Sanofi has managed the daunting task faced by managers worldwide: hauling its employees back to the office with minimal fuss.
That’s an impressive feat for a company that said last year it was going “all-in on AI.” The $50 billion French pharmaceutical giant Sanofi is quickly converting its operations to an AI-first model. Thousands of employees utilize its automated app plai, powered by German startup Aily Labs, on a daily basis.
Managers at the company are able to pinpoint manufacturing capacity at plants across the world and quickly schedule meetings with colleagues using its AI agents, cutting communication barriers in Sanofi’s multinational operations.
However, despite all this global digitization, the company has reinforced the need for face-to-face contact to drive innovation.
‘Serendipity’ in the office
Sanofi employees work in the office three days a week under a hybrid model, typically coming in on Tuesdays, Wednesdays, and Thursdays.
Speaking to Fortune in Paris, Sanofi’s chief digital officer, Emmanuel Frenehard, said this shift was vital to bring innovation to the company after employees kept things going during the upheaval of the COVID-19 pandemic.
Providing reassurance that AI was a job augmenter rather than a job taker, Frenehard reiterated the value of humans in the future of work, but only if they could work together in person.
“This technology is a facilitator. Technology is not going to supersede us. Technology is not going to take our space. Technology is going to complement us. So you need, really, the humans to be able to still drive that,” Frenehard told Fortune.
“And you need something that is very special, that humans have called serendipity,” he added.
“When you work from home, every part of your day is scheduled because this is how my calendar is. There’s no moment of, ‘Hey, have you thought of that?’
“How many great inventions were scheduled? How many great moments of innovation were scheduled? They’re not. They’re conversations, they’re challenges. And so it’s very difficult to get that [working from home].
“Now you come back to the office, because to keep something going when you’re remote in one of our largest existential crises, you do it.
“To create new innovation, I find it’s partly difficult, and so we said to people, we’re going to give you flexibility, but Tuesday, Wednesday, Thursday, you’re going to be together because that’s where you’re going to be the most productive.”
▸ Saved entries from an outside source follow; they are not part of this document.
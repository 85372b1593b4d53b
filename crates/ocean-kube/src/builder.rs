//! Chart values builders
//!
//! Builders turn resolved cluster config and credentials into a values
//! document for one chart family. `build_with_override` layers a
//! caller-supplied document on top:
//!
//! 1. A complete (valid) override is returned untouched.
//! 2. Otherwise computed defaults are built and the override is deep-merged
//!    over them, so every explicit override leaf wins.
//!
//! The merged document must still carry every required leaf; a partially
//! resolved value (say, an account without a token) is reported as
//! [`ResolveError::Incomplete`] rather than rendered with blanks.

use async_trait::async_trait;
use ocean_core::{
    BootstrapValues, ChartValues, ClusterConfig, ControllerValues, Credentials, OperatorValues,
    SpotinstValues, Values,
};
use std::sync::Arc;

use crate::env::ProcessEnv;
use crate::error::{ResolveError, Result};
use crate::resolvers::Resolvers;

/// Produces the computed values document for one chart family
#[async_trait]
pub trait ValuesBuilder: Send + Sync {
    type Schema: ChartValues;

    /// Compute a fully populated values document
    async fn build(&self) -> Result<Values>;
}

/// State shared by all builders
///
/// Values set explicitly are used as-is; anything else is pulled through
/// the shared resolver caches.
#[derive(Clone)]
pub struct BuilderBase {
    config: Option<ClusterConfig>,
    credentials: Option<Credentials>,
    resolvers: Arc<Resolvers>,
}

impl Default for BuilderBase {
    fn default() -> Self {
        Self::new(Arc::new(Resolvers::from_env(Arc::new(ProcessEnv))))
    }
}

impl BuilderBase {
    pub fn new(resolvers: Arc<Resolvers>) -> Self {
        Self {
            config: None,
            credentials: None,
            resolvers,
        }
    }

    /// Use this cluster config instead of resolving it
    pub fn with_config(mut self, config: ClusterConfig) -> Self {
        self.config = Some(config);
        self
    }

    /// Use these credentials instead of resolving them
    pub fn with_credentials(mut self, credentials: Credentials) -> Self {
        self.credentials = Some(credentials);
        self
    }

    /// Resolve through these caches
    pub fn with_resolvers(mut self, resolvers: Arc<Resolvers>) -> Self {
        self.resolvers = resolvers;
        self
    }

    pub async fn config(&self) -> Result<ClusterConfig> {
        match &self.config {
            Some(config) => Ok(config.clone()),
            None => self.resolvers.config().await,
        }
    }

    pub async fn credentials(&self) -> Result<Credentials> {
        match &self.credentials {
            Some(credentials) => Ok(credentials.clone()),
            None => self.resolvers.credentials().await,
        }
    }

    async fn spotinst(&self) -> Result<SpotinstValues> {
        let config = self.config().await?;
        let credentials = self.credentials().await?;
        Ok(SpotinstValues::from_resolved(&config, &credentials))
    }
}

fn to_values<T: serde::Serialize>(schema: &T) -> Result<Values> {
    Values::from_serializable(schema).map_err(|e| ResolveError::Serialize(e.to_string()))
}

/// Builds values for the ocean-controller chart
#[derive(Clone, Default)]
pub struct ControllerValuesBuilder {
    base: BuilderBase,
}

impl ControllerValuesBuilder {
    pub fn new(base: BuilderBase) -> Self {
        Self { base }
    }
}

#[async_trait]
impl ValuesBuilder for ControllerValuesBuilder {
    type Schema = ControllerValues;

    async fn build(&self) -> Result<Values> {
        let values = ControllerValues {
            spotinst: self.base.spotinst().await?,
        };
        to_values(&values)
    }
}

/// Builds values for the ocean-operator chart
#[derive(Clone, Default)]
pub struct OperatorValuesBuilder {
    base: BuilderBase,
    components: Option<Vec<String>>,
}

impl OperatorValuesBuilder {
    pub fn new(base: BuilderBase) -> Self {
        Self {
            base,
            components: None,
        }
    }

    /// Bootstrap these components instead of the defaults
    pub fn with_components(mut self, components: Vec<String>) -> Self {
        self.components = Some(components);
        self
    }
}

#[async_trait]
impl ValuesBuilder for OperatorValuesBuilder {
    type Schema = OperatorValues;

    async fn build(&self) -> Result<Values> {
        let bootstrap = match &self.components {
            Some(components) => BootstrapValues {
                components: components.clone(),
            },
            None => BootstrapValues::with_defaults(),
        };
        let values = OperatorValues {
            spotinst: self.base.spotinst().await?,
            bootstrap,
        };
        to_values(&values)
    }
}

/// Build a values document, honoring a caller-supplied override
///
/// `overrides` is YAML (JSON is accepted too). A missing, blank or null
/// override counts as empty.
pub async fn build_with_override<B>(builder: &B, overrides: Option<&str>) -> Result<String>
where
    B: ValuesBuilder + ?Sized,
{
    let text = overrides.unwrap_or_default();
    let overlay = Values::from_yaml(text).map_err(|e| ResolveError::Decode(e.to_string()))?;
    let schema: B::Schema = overlay
        .decode()
        .map_err(|e| ResolveError::Decode(e.to_string()))?;

    if schema.is_valid() {
        tracing::debug!(chart = <B::Schema as ChartValues>::CHART, "override is complete, skipping defaults");
        return Ok(text.to_string());
    }

    let mut values = builder.build().await?;
    values.merge(&overlay);

    let merged: B::Schema = values
        .decode()
        .map_err(|e| ResolveError::Decode(e.to_string()))?;
    let missing = merged.missing_fields();
    if !missing.is_empty() {
        return Err(ResolveError::Incomplete {
            chart: <B::Schema as ChartValues>::CHART,
            missing,
        });
    }

    values
        .to_yaml()
        .map_err(|e| ResolveError::Serialize(e.to_string()))
}

#[cfg(test)]
mod tests {
    use super::*;
    use crate::chain::Chain;
    use crate::chain::tests::{FakeSource, chain_of};
    use crate::error::ErrorKind;
    use serde_json::json;
    use std::sync::atomic::{AtomicUsize, Ordering};

    fn preset() -> BuilderBase {
        BuilderBase::default()
            .with_config(ClusterConfig::new("c1", ""))
            .with_credentials(Credentials::new("t1", "a1"))
    }

    /// Builder that counts how often defaults are computed
    #[derive(Default)]
    struct CountingBuilder {
        calls: AtomicUsize,
    }

    #[async_trait]
    impl ValuesBuilder for CountingBuilder {
        type Schema = ControllerValues;

        async fn build(&self) -> Result<Values> {
            self.calls.fetch_add(1, Ordering::SeqCst);
            Ok(Values(json!({
                "spotinst": {"token": "computed", "account": "computed", "clusterIdentifier": "computed"}
            })))
        }
    }

    #[tokio::test]
    async fn test_valid_override_is_returned_unchanged() {
        let builder = CountingBuilder::default();
        let overrides = "spotinst: {token: \"t\", account: \"a\", clusterIdentifier: \"c\"}\n";

        let document = build_with_override(&builder, Some(overrides)).await.unwrap();

        assert_eq!(document, overrides);
        assert_eq!(builder.calls.load(Ordering::SeqCst), 0);
    }

    #[tokio::test]
    async fn test_partial_override_consults_defaults() {
        let builder = CountingBuilder::default();

        build_with_override(&builder, Some("spotinst:\n  account: a\n"))
            .await
            .unwrap();

        assert_eq!(builder.calls.load(Ordering::SeqCst), 1);
    }

    #[tokio::test]
    async fn test_empty_override_yields_resolved_values_only() {
        let builder = ControllerValuesBuilder::new(preset());

        let document = build_with_override(&builder, None).await.unwrap();
        let values = Values::from_yaml(&document).unwrap();

        assert_eq!(
            values,
            Values(json!({
                "spotinst": {"token": "t1", "account": "a1", "clusterIdentifier": "c1"}
            }))
        );
    }

    #[tokio::test]
    async fn test_blank_and_null_overrides_are_empty() {
        let builder = ControllerValuesBuilder::new(preset());
        let expected = build_with_override(&builder, None).await.unwrap();

        for overrides in ["", "  \n", "~", "null"] {
            let document = build_with_override(&builder, Some(overrides)).await.unwrap();
            assert_eq!(document, expected, "override {:?}", overrides);
        }
    }

    #[tokio::test]
    async fn test_override_leaves_win() {
        let builder = ControllerValuesBuilder::new(preset());
        let overrides = "spotinst:\n  token: override-token\nextra:\n  enabled: \"true\"\n";

        let document = build_with_override(&builder, Some(overrides)).await.unwrap();
        let values = Values::from_yaml(&document).unwrap();

        assert_eq!(values.get("spotinst.token").unwrap(), "override-token");
        assert_eq!(values.get("spotinst.account").unwrap(), "a1");
        assert_eq!(values.get("spotinst.clusterIdentifier").unwrap(), "c1");
        assert_eq!(values.get("extra.enabled").unwrap(), "true");
    }

    #[tokio::test]
    async fn test_operator_defaults_and_component_override() {
        let builder = OperatorValuesBuilder::new(preset());
        let document = build_with_override(&builder, None).await.unwrap();
        let values = Values::from_yaml(&document).unwrap();
        assert_eq!(
            values.get("bootstrap.components").unwrap(),
            &json!(["ocean-controller"])
        );

        let overrides = "bootstrap:\n  components: [ocean-controller, metrics-server]\n";
        let document = build_with_override(&builder, Some(overrides)).await.unwrap();
        let values = Values::from_yaml(&document).unwrap();
        assert_eq!(
            values.get("bootstrap.components").unwrap(),
            &json!(["ocean-controller", "metrics-server"])
        );
        assert_eq!(values.get("spotinst.token").unwrap(), "t1");
    }

    #[tokio::test]
    async fn test_partially_resolved_credentials_are_incomplete() {
        let base = BuilderBase::default()
            .with_config(ClusterConfig::new("c1", ""))
            .with_credentials(Credentials::new("", "a1"));
        let builder = ControllerValuesBuilder::new(base);

        let err = build_with_override(&builder, None).await.unwrap_err();

        assert_eq!(err.kind(), ErrorKind::Incomplete);
        assert_eq!(
            err.to_string(),
            "incomplete ocean-controller values: missing spotinst.token"
        );
    }

    #[tokio::test]
    async fn test_override_can_complete_partial_resolution() {
        let base = BuilderBase::default()
            .with_config(ClusterConfig::new("c1", ""))
            .with_credentials(Credentials::new("", "a1"));
        let builder = ControllerValuesBuilder::new(base);

        let document = build_with_override(&builder, Some("spotinst:\n  token: t9\n"))
            .await
            .unwrap();
        let values = Values::from_yaml(&document).unwrap();

        assert_eq!(values.get("spotinst.token").unwrap(), "t9");
        assert_eq!(values.get("spotinst.account").unwrap(), "a1");
    }

    #[tokio::test]
    async fn test_blanked_components_are_incomplete() {
        let builder = OperatorValuesBuilder::new(preset());

        let err = build_with_override(&builder, Some("bootstrap:\n  components: []\n"))
            .await
            .unwrap_err();

        assert_eq!(err.kind(), ErrorKind::Incomplete);
        assert!(err.to_string().contains("bootstrap.components"));
    }

    #[tokio::test]
    async fn test_operator_custom_components() {
        let builder = OperatorValuesBuilder::new(preset()).with_components(vec!["custom".into()]);
        let values = builder.build().await.unwrap();

        assert_eq!(values.get("bootstrap.components").unwrap(), &json!(["custom"]));
    }

    #[tokio::test]
    async fn test_malformed_override_is_decode_error() {
        let builder = CountingBuilder::default();

        let err = build_with_override(&builder, Some("spotinst: [unclosed"))
            .await
            .unwrap_err();
        assert_eq!(err.kind(), ErrorKind::Decode);

        let err = build_with_override(&builder, Some("spotinst:\n  token: [a, b]\n"))
            .await
            .unwrap_err();
        assert_eq!(err.kind(), ErrorKind::Decode);
        assert_eq!(builder.calls.load(Ordering::SeqCst), 0);
    }

    #[tokio::test]
    async fn test_resolution_failure_is_propagated() {
        let resolvers = Resolvers::from_chains(
            chain_of(&[FakeSource::failing("configmap", ClusterConfig::default(), "forbidden")]),
            Chain::new(Vec::new()),
        );
        let builder = ControllerValuesBuilder::new(BuilderBase::new(Arc::new(resolvers)));

        let err = build_with_override(&builder, None).await.unwrap_err();
        assert_eq!(err.kind(), ErrorKind::Chain);
        assert_eq!(err.to_string(), "forbidden");
    }

    #[tokio::test]
    async fn test_lazy_resolution_goes_through_cache() {
        let config = FakeSource::ok("env", ClusterConfig::new("c2", "acd-2"));
        let credentials = FakeSource::ok("env", Credentials::new("t2", "a2"));
        let resolvers = Arc::new(Resolvers::from_chains(
            chain_of(&[config.clone()]),
            chain_of(&[credentials.clone()]),
        ));
        let base = BuilderBase::new(resolvers);

        let controller = ControllerValuesBuilder::new(base.clone());
        let operator = OperatorValuesBuilder::new(base);
        let values = controller.build().await.unwrap();
        operator.build().await.unwrap();

        assert_eq!(values.get("spotinst.acdIdentifier").unwrap(), "acd-2");
        assert_eq!(config.calls(), 1);
        assert_eq!(credentials.calls(), 1);
    }
}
Frenehard said when Sanofi implemented this shift, very few candidates dropped out of the hiring process.
“But I think we were contrarians,” he said. “I think the contrarians are becoming the norm.”
Indeed, a swathe of companies have cracked the whip on their workforces who went remote during the pandemic. Several large companies have joined Sanofi in calling for employees to return to the office on a hybrid basis.
Others, however, including Amazon and iPhone challenger Nothing, have asked staff to come back into the office five days a week or face the sack. The news has typically not been received well by employees.
A common rationale for these RTO mandates among bosses is the intangible innovations that come from in-person collaboration. Frenehard’s eloquent explanation of these trends may explain why Sanofi’s employees have been ready to make the return without much fanfare.
Sanofi’s AI hiring push
Because of its AI overhaul, the nature of talent Sanofi seeks has shifted to hiring data scientists and engineers. That leaves the company fighting with tech groups in an increasingly competitive job market.
There’s one reason in particular, Frenehard says, that sought-after tech workers, which Frenehard said he hasn’t had an issue recruiting, weren’t put off by Sanofi’s RTO mandate.
“You can work for digital bank or fund. You can work for TikTok, that may be fun. Or you can work and you can truly see the impact that you have on people’s lives,” Frenehard said.
“Finding that that voice into the public took us some time. But we don’t have an issue recruiting at this stage, because since COVID, in our industry there’s a better realization that health is important. There’s a better realization that life-saving medicine is super important.”